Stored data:
+--
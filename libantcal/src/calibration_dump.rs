use std::collections::BTreeMap;
use std::io::Write;

use super::calibration_data::CalibrationData;
use super::database::DataBase;
use super::error::DumpError;
use super::interval::{any_contains, Interval};

/// Which records of a calibration ID are dumped
#[derive(Debug, Clone, Copy, PartialEq, Eq)]
pub enum DumpKind {
    DataRanges,
    DataDefault,
    MC,
}

/// Selection of what is dumped. Empty channel or parameter lists select everything.
///
/// Parameter index 0 is the channel value, indices 1.. are the fit parameters.
#[derive(Debug, Clone)]
pub struct DumpOptions {
    pub kind: DumpKind,
    pub channels: Vec<Interval<u32>>,
    pub params: Vec<Interval<u32>>,
}

impl Default for DumpOptions {
    fn default() -> Self {
        Self {
            kind: DumpKind::DataRanges,
            channels: Vec::new(),
            params: Vec::new(),
        }
    }
}

#[derive(Debug, Clone, PartialEq)]
struct TimePoint {
    timestamp: u32,
    values: Vec<f64>,
}

/// Dump the calibration values of a calibration ID as plain text suitable for plotting.
///
/// For ranges, every channel gets a block headed by `# channel=<ch>` with one line per stored range:
/// the range start timestamp followed by the selected value and fit parameters. Blocks are
/// separated by two empty lines. The default and MC slots have no time axis, so they are dumped
/// with one line per channel: the channel followed by the selected values.
pub fn dump_calibration<W: Write>(
    database: &DataBase,
    calibration_id: &str,
    options: &DumpOptions,
    out: &mut W,
) -> Result<(), DumpError> {
    if !database
        .get_calibration_ids()?
        .iter()
        .any(|id| id == calibration_id)
    {
        return Err(DumpError::UnknownCalibrationID(calibration_id.to_string()));
    }

    let mut timeseries: BTreeMap<u32, Vec<TimePoint>> = BTreeMap::new();
    match options.kind {
        DumpKind::DataRanges => {
            let ranges = database.get_data_ranges(calibration_id)?;
            if ranges.is_empty() {
                return Err(DumpError::NoData(calibration_id.to_string()));
            }
            for range in ranges.iter() {
                let start = range.range.start();
                let item = database
                    .get_item(calibration_id, &start)?
                    .ok_or_else(|| DumpError::NoData(calibration_id.to_string()))?;
                collect(&mut timeseries, start.timestamp, &item.data, options);
            }
        }
        DumpKind::DataDefault | DumpKind::MC => {
            let cdata = database
                .get_default(calibration_id, options.kind == DumpKind::MC)?
                .ok_or_else(|| DumpError::NoData(calibration_id.to_string()))?;
            collect(&mut timeseries, 0, &cdata, options);
        }
    }

    spdlog::debug!(
        "Dumping {} channels of {calibration_id}",
        timeseries.len()
    );

    for (channel, series) in timeseries.iter() {
        match options.kind {
            DumpKind::DataRanges => {
                writeln!(out, "# channel={channel}")?;
                for point in series.iter() {
                    write!(out, "{}", point.timestamp)?;
                    write_values(out, &point.values)?;
                }
                write!(out, "\n\n")?;
            }
            _ => {
                if let Some(point) = series.first() {
                    write!(out, "{channel}")?;
                    write_values(out, &point.values)?;
                }
            }
        }
    }
    Ok(())
}

/// Add the selected values of one record to the per-channel time series
fn collect(timeseries: &mut BTreeMap<u32, Vec<TimePoint>>, timestamp: u32, cdata: &CalibrationData, options: &DumpOptions) {
    // data first
    if any_contains(&options.params, &0) {
        for (channel, value) in cdata.data.iter() {
            if !any_contains(&options.channels, channel) {
                continue;
            }
            timeseries.entry(*channel).or_default().push(TimePoint {
                timestamp,
                values: vec![*value],
            });
        }
    }

    // then fit parameters, extending the point the data already made
    for (channel, params) in cdata.fit_parameters.iter() {
        if !any_contains(&options.channels, channel) {
            continue;
        }
        let series = timeseries.entry(*channel).or_default();
        if series.last().map_or(true, |p| p.timestamp != timestamp) {
            series.push(TimePoint {
                timestamp,
                values: Vec::new(),
            });
        }
        if let Some(point) = series.last_mut() {
            for (index, param) in params.iter().enumerate() {
                if any_contains(&options.params, &(index as u32 + 1)) {
                    point.values.push(*param);
                }
            }
        }
    }
}

fn write_values<W: Write>(out: &mut W, values: &[f64]) -> Result<(), DumpError> {
    for value in values.iter() {
        write!(out, " {value}")?;
    }
    writeln!(out)?;
    Ok(())
}

#[cfg(test)]
mod tests {
    use super::*;
    use crate::database::AddMode;
    use crate::tid::TID;

    fn make_db(tmp: &tempfile::TempDir) -> DataBase {
        let db = DataBase::new(tmp.path(), false);
        let mut first = CalibrationData::new("TAPS_Energy_Gains", TID::new(100, 0), TID::new(100, 999));
        first.data.insert(1, 0.3);
        first.data.insert(2, 0.4);
        first.fit_parameters.insert(2, vec![135.0, 8.5]);
        db.add_item(&first, AddMode::StrictRange).unwrap();

        let mut second = CalibrationData::new("TAPS_Energy_Gains", TID::new(200, 0), TID::new(200, 999));
        second.data.insert(1, 0.35);
        second.data.insert(2, 0.45);
        db.add_item(&second, AddMode::StrictRange).unwrap();

        let mut default = CalibrationData::new("TAPS_Energy_Gains", TID::new(0, 0), TID::new(0, 0));
        default.data.insert(1, 0.25);
        default.fit_parameters.insert(1, vec![1.5]);
        db.add_item(&default, AddMode::AsDefault).unwrap();
        db
    }

    fn dump_to_string(db: &DataBase, id: &str, options: &DumpOptions) -> Result<String, DumpError> {
        let mut out: Vec<u8> = Vec::new();
        dump_calibration(db, id, options, &mut out)?;
        Ok(String::from_utf8(out).unwrap())
    }

    #[test]
    fn test_dump_ranges() {
        let tmp = tempfile::tempdir().unwrap();
        let db = make_db(&tmp);

        let text = dump_to_string(&db, "TAPS_Energy_Gains", &DumpOptions::default()).unwrap();
        assert_eq!(
            text,
            "# channel=1\n100 0.3\n200 0.35\n\n\n# channel=2\n100 0.4 135 8.5\n200 0.45\n\n\n"
        );

        let options = DumpOptions {
            channels: vec![Interval::new(2, 2).unwrap()],
            params: vec![Interval::new(1, 1).unwrap()],
            ..Default::default()
        };
        let text = dump_to_string(&db, "TAPS_Energy_Gains", &options).unwrap();
        assert_eq!(text, "# channel=2\n100 135\n\n\n");
    }

    #[test]
    fn test_dump_default() {
        let tmp = tempfile::tempdir().unwrap();
        let db = make_db(&tmp);
        let options = DumpOptions {
            kind: DumpKind::DataDefault,
            ..Default::default()
        };
        let text = dump_to_string(&db, "TAPS_Energy_Gains", &options).unwrap();
        assert_eq!(text, "1 0.25 1.5\n");

        let options = DumpOptions {
            kind: DumpKind::MC,
            ..Default::default()
        };
        assert!(matches!(
            dump_to_string(&db, "TAPS_Energy_Gains", &options),
            Err(DumpError::NoData(_))
        ));
        assert!(matches!(
            dump_to_string(&db, "CB_Energy_Gains", &DumpOptions::default()),
            Err(DumpError::UnknownCalibrationID(_))
        ));
    }
}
+--
The task:
In the entries above, find each line with "DumpOptions" and list it.

Task output:
pub struct DumpOptions {
impl Default for DumpOptions {
    options: &DumpOptions,
fn collect(timeseries: &mut BTreeMap<u32, Vec<TimePoint>>, timestamp: u32, cdata: &CalibrationData, options: &DumpOptions) {
    fn dump_to_string(db: &DataBase, id: &str, options: &DumpOptions) -> Result<String, DumpError> {
        let text = dump_to_string(&db, "TAPS_Energy_Gains", &DumpOptions::default()).unwrap();
        let options = DumpOptions {
        let options = DumpOptions {
        let options = DumpOptions {
            dump_to_string(&db, "CB_Energy_Gains", &DumpOptions::default()),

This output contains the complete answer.